Saya memang mendambakan
perubahan. Tetapi, sebagai seorang peneliti, saya berharap hasil survei
pra-pilkada tidak jauh berbeda dengan hasil pilkada, sehingga publik
mempercayai hasil penelitian dan profesi peneliti. Tidak ada penjelasan secara
jujur dan terbuka dari lembaga survei kenapa terjadi salah ramal hasil pilkada
DKI. Dalam penelitian sosial, kesalahan prediksi bukanlah sebuah dosa karena
memang terdapat ruang berbuat salah yang masih diterima dan termaafkan. Dengan
menyatakan tingkat keyakinan 95 persen, maka terdapat ruang berbuat salah dalam
menarik kesimpulan sebesar 5 persen.
Jokowi bukanlah Bandung Bondowoso
dalam legenda Loro Jonggrang, yang mampu menyulap angka survei 14-18 persen
menjadi 42-44 persen seperti hasil hitung cepat. Faktor utama salah ramal dalam
pilkada DKI ada dalam diri lembaga survei itu sendiri.
Tidak ada yang salah
dalam penggunaan multistage
stratified random sampling atau stratified-cluster random sampling sebagai metodologi untuk survei
pra-pilkada. Kesalahan utama dari survei pilkada DKI Jakarta adalah
permasalahan representasi/keterwakilan sampel (sample representative), bias
pemilihan sampel (sample selection bias), dan independensi lembaga
survei.
DKI Jakarta, dengan jumlah
penduduk yang heterogen, baik dari sisi etnik, agama, pendidikan, pekerjaan,
maupun kondisi sosial-ekonomi serta dinamika masyarakat, sangat sulit bagi
peneliti untuk memilih responden dalam survei pilkada DKI. Dalam ruang populasi
yang heterogen seperti ini, sampel yang diambil harus dalam jumlah besar agar
mampu merepresentasikan seluruh elemen demografi dalam masyarakat, sehingga
tidak ada sub-populasi yang tidak terwakili dalam survei. Jumlah sampel survei
pra-pilkada DKI berkisar 450-1.000 di mana satu responden survei mewakili
sekitar 6.500-15.000 pemilih atau dengan kata lain satu responden mewakili
sekitar 3-6 rukun warga. Dengan keterwakilan sampel seperti ini, kemungkinan
bias dalam penarikan kesimpulan sangatlah besar. Hal ini berbeda untuk survei
pilkada di daerah homogen seperti Jawa Timur, Aceh, Sulawesi, di mana jumlah
sampel kecil tidak akan menimbulkan bias kesimpulan. Karena itu, lembaga survei
banyak sukses menebak hasil pilkada di luar DKI Jakarta.
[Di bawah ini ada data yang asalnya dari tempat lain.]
//! Unit conversion resolver
//!
//! Same-dimension conversions go through each unit's factor to its base unit.
//! Everything else (CUP of flour to G, PIECE of egg to G) needs an
//! ingredient-specific row, looked up in a fixed priority order.

use std::sync::Arc;

use rust_decimal::Decimal;

use shared::{
    normalize_unit_code, round_half_up, round_quantity, BranchId, ConversionScope, IngredientId,
    BRIDGE_UNIT, QUANTITY_SCALE, RATIO_SCALE,
};

use crate::error::{AppError, AppResult};
use crate::store::UnitStore;

/// A resolved conversion: `result = quantity * numerator / denominator`
///
/// Reverse rules keep the stored factor as the denominator so a round trip
/// divides by exactly what the forward leg multiplied by.
#[derive(Debug, Clone, Copy, PartialEq, Eq)]
pub struct ConversionRate {
    pub numerator: Decimal,
    pub denominator: Decimal,
}

impl ConversionRate {
    fn multiply(factor: Decimal) -> Self {
        Self {
            numerator: factor,
            denominator: Decimal::ONE,
        }
    }

    fn divide(factor: Decimal) -> Self {
        Self {
            numerator: Decimal::ONE,
            denominator: factor,
        }
    }

    pub fn apply(&self, quantity: Decimal) -> Decimal {
        round_quantity(quantity * self.numerator / self.denominator)
    }

    /// Scalar factor, 4 dp half-up
    pub fn factor(&self) -> Decimal {
        round_half_up(self.numerator / self.denominator, QUANTITY_SCALE)
    }
}

/// Converts quantities between units for a specific ingredient
#[derive(Clone)]
pub struct UnitConversionResolver {
    units: Arc<dyn UnitStore>,
}

impl UnitConversionResolver {
    pub fn new(units: Arc<dyn UnitStore>) -> Self {
        Self { units }
    }

    /// Convert `quantity` of `from_unit` into `to_unit`, 4 dp half-up
    pub async fn convert(
        &self,
        ingredient_id: IngredientId,
        from_unit: &str,
        to_unit: &str,
        quantity: Decimal,
        branch_id: Option<BranchId>,
    ) -> AppResult<Decimal> {
        let rate = self.resolve(ingredient_id, from_unit, to_unit, branch_id).await?;
        Ok(rate.apply(quantity))
    }

    /// The scalar factor for `from_unit -> to_unit`, same resolution order as `convert`
    pub async fn get_conversion_factor(
        &self,
        ingredient_id: IngredientId,
        from_unit: &str,
        to_unit: &str,
        branch_id: Option<BranchId>,
    ) -> AppResult<Decimal> {
        let rate = self.resolve(ingredient_id, from_unit, to_unit, branch_id).await?;
        Ok(rate.factor())
    }

    pub async fn resolve(
        &self,
        ingredient_id: IngredientId,
        from_unit: &str,
        to_unit: &str,
        branch_id: Option<BranchId>,
    ) -> AppResult<ConversionRate> {
        let from = normalize_unit_code(from_unit);
        let to = normalize_unit_code(to_unit);

        if from == to {
            return Ok(ConversionRate::multiply(Decimal::ONE));
        }

        if let Some(rate) = self.same_dimension(&from, &to).await? {
            return Ok(rate);
        }

        if let Some(rate) = self.ingredient_rule(ingredient_id, &from, &to, branch_id).await? {
            return Ok(rate);
        }

        tracing::debug!(ingredient_id, from = %from, to = %to, branch_id, "No conversion path");
        Err(AppError::ConversionNotFound {
            ingredient_id,
            from_unit: from,
            to_unit: to,
        })
    }

    /// Ratio of base factors when both units are known and share a dimension
    async fn same_dimension(&self, from: &str, to: &str) -> AppResult<Option<ConversionRate>> {
        let (Some(from_unit), Some(to_unit)) = (self.units.unit(from).await?, self.units.unit(to).await?)
        else {
            return Ok(None);
        };
        if from_unit.dimension != to_unit.dimension {
            return Ok(None);
        }
        if from_unit.base_code() != to_unit.base_code() {
            return Err(AppError::IncompatibleBaseUnit {
                from_unit: from.to_string(),
                to_unit: to.to_string(),
            });
        }
        let ratio = round_half_up(
            from_unit.factor_to_base() / to_unit.factor_to_base(),
            RATIO_SCALE,
        );
        Ok(Some(ConversionRate::multiply(ratio)))
    }

    /// Direct, reverse, then bridged ingredient rows; BRANCH before GLOBAL at each step
    async fn ingredient_rule(
        &self,
        ingredient_id: IngredientId,
        from: &str,
        to: &str,
        branch_id: Option<BranchId>,
    ) -> AppResult<Option<ConversionRate>> {
        if let Some(factor) = self.scoped_factor(ingredient_id, from, to, branch_id).await? {
            return Ok(Some(ConversionRate::multiply(factor)));
        }

        if let Some(factor) = self.scoped_factor(ingredient_id, to, from, branch_id).await? {
            return Ok(Some(ConversionRate::divide(factor)));
        }

        let to_bridge = self.scoped_factor(ingredient_id, from, BRIDGE_UNIT, branch_id).await?;
        let from_bridge = self.scoped_factor(ingredient_id, BRIDGE_UNIT, to, branch_id).await?;
        if let (Some(first), Some(second)) = (to_bridge, from_bridge) {
            return Ok(Some(ConversionRate::multiply(first * second)));
        }

        Ok(None)
    }

    /// Factor of the BRANCH row for `branch_id` if any, else the GLOBAL row
    async fn scoped_factor(
        &self,
        ingredient_id: IngredientId,
        from: &str,
        to: &str,
        branch_id: Option<BranchId>,
    ) -> AppResult<Option<Decimal>> {
        if branch_id.is_some() {
            if let Some(row) = self
                .units
                .conversion(ingredient_id, from, to, ConversionScope::Branch, branch_id)
                .await?
            {
                return Ok(Some(row.factor));
            }
        }
        let global = self
            .units
            .conversion(ingredient_id, from, to, ConversionScope::Global, None)
            .await?;
        Ok(global.map(|row| row.factor))
    }
}
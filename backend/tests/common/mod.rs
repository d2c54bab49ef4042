//! Shared fixtures for integration tests

#![allow(dead_code)]

use std::str::FromStr;
use std::sync::Arc;

use chrono::{DateTime, NaiveDate, NaiveTime, TimeZone, Utc};
use rust_decimal::Decimal;

use inventory_engine::config::InventoryConfig;
use inventory_engine::external::RecordingAlertPublisher;
use inventory_engine::services::Services;
use inventory_engine::store::{MemoryStore, Stores};
use shared::{
    BranchHours, BranchId, ConversionScope, Dimension, IngredientId, IngredientUnitConversion, ProductDetailId,
    Recipe, RecipeLine, Stock, StockKey, Unit,
};

pub const BRANCH: BranchId = 1;
pub const COFFEE: IngredientId = 100;
pub const MILK: IngredientId = 200;
pub const LATTE: ProductDetailId = 10;
pub const ESPRESSO: ProductDetailId = 11;

// Helper to create Decimal from string
pub fn dec(s: &str) -> Decimal {
    Decimal::from_str(s).unwrap()
}

pub fn at(y: i32, m: u32, d: u32, h: u32, min: u32) -> DateTime<Utc> {
    Utc.with_ymd_and_hms(y, m, d, h, min, 0).unwrap()
}

pub fn date(y: i32, m: u32, d: u32) -> NaiveDate {
    NaiveDate::from_ymd_opt(y, m, d).unwrap()
}

pub fn key(ingredient_id: IngredientId) -> StockKey {
    StockKey::new(BRANCH, ingredient_id)
}

pub struct Fixture {
    pub store: MemoryStore,
    pub alerts: RecordingAlertPublisher,
    pub services: Services,
}

impl Fixture {
    pub fn new() -> Self {
        let store = MemoryStore::new();
        let alerts = RecordingAlertPublisher::new();
        let services = Services::new(
            Stores::memory(store.clone()),
            Arc::new(alerts.clone()),
            &InventoryConfig::default(),
        );
        Self { store, alerts, services }
    }

    pub async fn stock(&self, ingredient_id: IngredientId, quantity: &str, unit: &str) {
        self.stock_with_threshold(ingredient_id, quantity, unit, "0").await;
    }

    pub async fn stock_with_threshold(&self, ingredient_id: IngredientId, quantity: &str, unit: &str, threshold: &str) {
        let mut stock = Stock::new(BRANCH, ingredient_id, unit, at(2024, 6, 1, 0, 0));
        stock.quantity = dec(quantity);
        stock.threshold = dec(threshold);
        self.store.put_stock(stock).await;
    }

    pub async fn recipe(&self, product_detail_id: ProductDetailId, lines: &[(IngredientId, &str, &str)]) {
        self.store
            .put_recipe(Recipe {
                product_detail_id,
                yield_quantity: Decimal::ONE,
                lines: lines
                    .iter()
                    .map(|(ingredient_id, quantity, unit)| RecipeLine {
                        ingredient_id: *ingredient_id,
                        quantity: dec(quantity),
                        unit_code: unit.to_string(),
                    })
                    .collect(),
            })
            .await;
    }

    /// G/KG weight units and ML/L volume units
    pub async fn metric_units(&self) {
        self.store.put_unit(Unit::base("G", Dimension::Weight)).await;
        self.store.put_unit(Unit::derived("KG", Dimension::Weight, "G", dec("1000"))).await;
        self.store.put_unit(Unit::base("ML", Dimension::Volume)).await;
        self.store.put_unit(Unit::derived("L", Dimension::Volume, "ML", dec("1000"))).await;
    }

    pub async fn conversion(
        &self,
        id: i64,
        ingredient_id: IngredientId,
        from: &str,
        to: &str,
        factor: &str,
        branch_id: Option<BranchId>,
    ) {
        self.store
            .put_conversion(IngredientUnitConversion {
                id,
                ingredient_id,
                from_unit: from.to_string(),
                to_unit: to.to_string(),
                factor: dec(factor),
                scope: if branch_id.is_some() {
                    ConversionScope::Branch
                } else {
                    ConversionScope::Global
                },
                branch_id,
                active: true,
            })
            .await;
    }

    pub async fn hours(&self, opening: (u32, u32), closing: (u32, u32)) {
        self.store
            .put_branch_hours(BranchHours {
                branch_id: BRANCH,
                opening_time: NaiveTime::from_hms_opt(opening.0, opening.1, 0).unwrap(),
                closing_time: NaiveTime::from_hms_opt(closing.0, closing.1, 0).unwrap(),
                utc_offset_minutes: 0,
            })
            .await;
    }

    pub async fn current(&self, ingredient_id: IngredientId) -> Stock {
        self.services.ledger.stock(key(ingredient_id)).await.unwrap()
    }
}
//! Error handling for the inventory engine
//!
//! Every failure a caller can act on carries structured detail (ingredient,
//! required vs. available, unit) so clients can render a useful message.

use axum::{
    http::StatusCode,
    response::{IntoResponse, Response},
    Json,
};
use chrono::NaiveTime;
use serde::Serialize;
use shared::{BranchId, IngredientId, LedgerError, Shortage};
use thiserror::Error;
use uuid::Uuid;

/// Application error types
#[derive(Error, Debug)]
pub enum AppError {
    // Stock availability
    #[error("Insufficient stock for {} ingredient(s)", shortages.len())]
    InsufficientStock { shortages: Vec<Shortage> },

    #[error("No stock row for branch {branch_id}, ingredient {ingredient_id}")]
    StockNotFound {
        branch_id: BranchId,
        ingredient_id: IngredientId,
    },

    // Unit conversion
    #[error("No conversion for ingredient {ingredient_id} from {from_unit} to {to_unit}")]
    ConversionNotFound {
        ingredient_id: IngredientId,
        from_unit: String,
        to_unit: String,
    },

    #[error("Units {from_unit} and {to_unit} share a dimension but not a base unit")]
    IncompatibleBaseUnit { from_unit: String, to_unit: String },

    // Reservations
    #[error("No recipe found for any ordered item")]
    NoRecipeFound,

    #[error("No active hold {0}")]
    NoActiveHold(Uuid),

    #[error("A cart id or guest id is required")]
    InvalidSession,

    // Adjustments
    #[error("Adjustment {0} is not pending")]
    AdjustmentNotPending(Uuid),

    #[error("Adjustment {0} is already committed")]
    AdjustmentAlreadyCommitted(Uuid),

    #[error("Adjustments are blocked during business hours ({opening}-{closing})")]
    AdjustmentBlockedDuringBusiness { opening: NaiveTime, closing: NaiveTime },

    #[error("A reason is required to force an adjustment")]
    ForceReasonRequired,

    #[error("Physical quantity equals the recorded quantity")]
    NoStockChange,

    // Validation errors
    #[error("Validation error: {message}")]
    Validation { field: String, message: String },

    #[error("Resource not found: {0}")]
    NotFound(String),

    #[error("Configuration error: {0}")]
    Configuration(String),

    // Database errors
    #[error("Database error: {0}")]
    DatabaseError(#[from] sqlx::Error),

    // Internal errors
    #[error("Internal server error: {0}")]
    Internal(String),

    #[error("Internal server error")]
    InternalError(#[from] anyhow::Error),
}

impl AppError {
    pub fn validation(field: impl Into<String>, message: impl Into<String>) -> Self {
        AppError::Validation {
            field: field.into(),
            message: message.into(),
        }
    }

    /// Error code used in API responses and logs
    pub fn code(&self) -> &'static str {
        match self {
            AppError::InsufficientStock { .. } => "INSUFFICIENT_STOCK",
            AppError::StockNotFound { .. } => "STOCK_NOT_FOUND",
            AppError::ConversionNotFound { .. } => "CONVERSION_NOT_FOUND",
            AppError::IncompatibleBaseUnit { .. } => "INCOMPATIBLE_BASE_UNIT",
            AppError::NoRecipeFound => "NO_RECIPE_FOUND",
            AppError::NoActiveHold(_) => "NO_ACTIVE_HOLD",
            AppError::InvalidSession => "INVALID_SESSION",
            AppError::AdjustmentNotPending(_) => "ADJUSTMENT_NOT_PENDING",
            AppError::AdjustmentAlreadyCommitted(_) => "ADJUSTMENT_ALREADY_COMMITTED",
            AppError::AdjustmentBlockedDuringBusiness { .. } => "ADJUSTMENT_BLOCKED_DURING_BUSINESS",
            AppError::ForceReasonRequired => "FORCE_REASON_REQUIRED",
            AppError::NoStockChange => "NO_STOCK_CHANGE",
            AppError::Validation { .. } => "VALIDATION_ERROR",
            AppError::NotFound(_) => "NOT_FOUND",
            AppError::Configuration(_) => "CONFIGURATION_ERROR",
            AppError::DatabaseError(_) => "DATABASE_ERROR",
            AppError::Internal(_) | AppError::InternalError(_) => "INTERNAL_ERROR",
        }
    }

    fn status(&self) -> StatusCode {
        match self {
            AppError::InsufficientStock { .. }
            | AppError::AdjustmentNotPending(_)
            | AppError::AdjustmentAlreadyCommitted(_) => StatusCode::CONFLICT,
            AppError::StockNotFound { .. } | AppError::NoActiveHold(_) | AppError::NotFound(_) => {
                StatusCode::NOT_FOUND
            }
            AppError::ConversionNotFound { .. }
            | AppError::IncompatibleBaseUnit { .. }
            | AppError::NoRecipeFound
            | AppError::NoStockChange => StatusCode::UNPROCESSABLE_ENTITY,
            AppError::AdjustmentBlockedDuringBusiness { .. } => StatusCode::LOCKED,
            AppError::InvalidSession | AppError::ForceReasonRequired | AppError::Validation { .. } => {
                StatusCode::BAD_REQUEST
            }
            AppError::Configuration(_)
            | AppError::DatabaseError(_)
            | AppError::Internal(_)
            | AppError::InternalError(_) => StatusCode::INTERNAL_SERVER_ERROR,
        }
    }
}

impl From<LedgerError> for AppError {
    fn from(err: LedgerError) -> Self {
        match err {
            LedgerError::InsufficientStock(shortage) => AppError::InsufficientStock {
                shortages: vec![shortage],
            },
            LedgerError::NonPositiveQuantity(qty) => {
                AppError::validation("quantity", format!("Quantity must be positive, got {qty}"))
            }
            LedgerError::StockNotFound(key) => AppError::StockNotFound {
                branch_id: key.branch_id,
                ingredient_id: key.ingredient_id,
            },
        }
    }
}

impl From<validator::ValidationErrors> for AppError {
    fn from(errors: validator::ValidationErrors) -> Self {
        let (field, message) = errors
            .field_errors()
            .into_iter()
            .next()
            .map(|(field, errs)| {
                let message = errs
                    .first()
                    .and_then(|e| e.message.as_ref().map(|m| m.to_string()))
                    .unwrap_or_else(|| format!("{field} is invalid"));
                (field.to_string(), message)
            })
            .unwrap_or_else(|| ("request".to_string(), errors.to_string()));
        AppError::Validation { field, message }
    }
}

/// Error response structure
#[derive(Serialize)]
pub struct ErrorResponse {
    pub error: ErrorDetail,
}

#[derive(Serialize)]
pub struct ErrorDetail {
    pub code: String,
    pub message: String,
    #[serde(skip_serializing_if = "Option::is_none")]
    pub field: Option<String>,
    #[serde(skip_serializing_if = "Option::is_none")]
    pub details: Option<serde_json::Value>,
}

impl IntoResponse for AppError {
    fn into_response(self) -> Response {
        let status = self.status();

        let message = match &self {
            AppError::DatabaseError(_) => "A database error occurred".to_string(),
            AppError::InternalError(_) => "An internal server error occurred".to_string(),
            other => other.to_string(),
        };

        let field = match &self {
            AppError::Validation { field, .. } => Some(field.clone()),
            _ => None,
        };

        let details = match &self {
            AppError::InsufficientStock { shortages } => Some(serde_json::json!({ "shortages": shortages })),
            AppError::ConversionNotFound {
                ingredient_id,
                from_unit,
                to_unit,
            } => Some(serde_json::json!({
                "ingredient_id": ingredient_id,
                "from_unit": from_unit,
                "to_unit": to_unit,
            })),
            AppError::StockNotFound {
                branch_id,
                ingredient_id,
            } => Some(serde_json::json!({
                "branch_id": branch_id,
                "ingredient_id": ingredient_id,
            })),
            AppError::AdjustmentBlockedDuringBusiness { opening, closing } => Some(serde_json::json!({
                "opening_time": opening,
                "closing_time": closing,
            })),
            _ => None,
        };

        // Log the error for debugging
        if status.is_server_error() {
            tracing::error!(code = self.code(), "Error: {:?}", self);
        } else {
            tracing::debug!(code = self.code(), "Request rejected: {}", self);
        }

        let body = ErrorResponse {
            error: ErrorDetail {
                code: self.code().to_string(),
                message,
                field,
                details,
            },
        };

        (status, Json(body)).into_response()
    }
}

/// Result type alias for services and handlers
pub type AppResult<T> = Result<T, AppError>;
Permasalahan bias pemilihan
sampel/responden sangat berkaitan erat dengan permasalahan keterwakilan sampel.
Dengan representasi satu responden mewakili sekitar 10 ribu pemilih, kesalahan
pemilihan responden akan berakibat fatal terhadap kesimpulan. Telesurvei dengan
telepon serta survei kuesioner dengan wawancara langsung yang dilakukan pada
siang hari hanya akan menangkap responden ibu rumah tangga atau pekerja
rumahan, sehingga tidak mampu menggambarkan suara populasi secara keseluruhan.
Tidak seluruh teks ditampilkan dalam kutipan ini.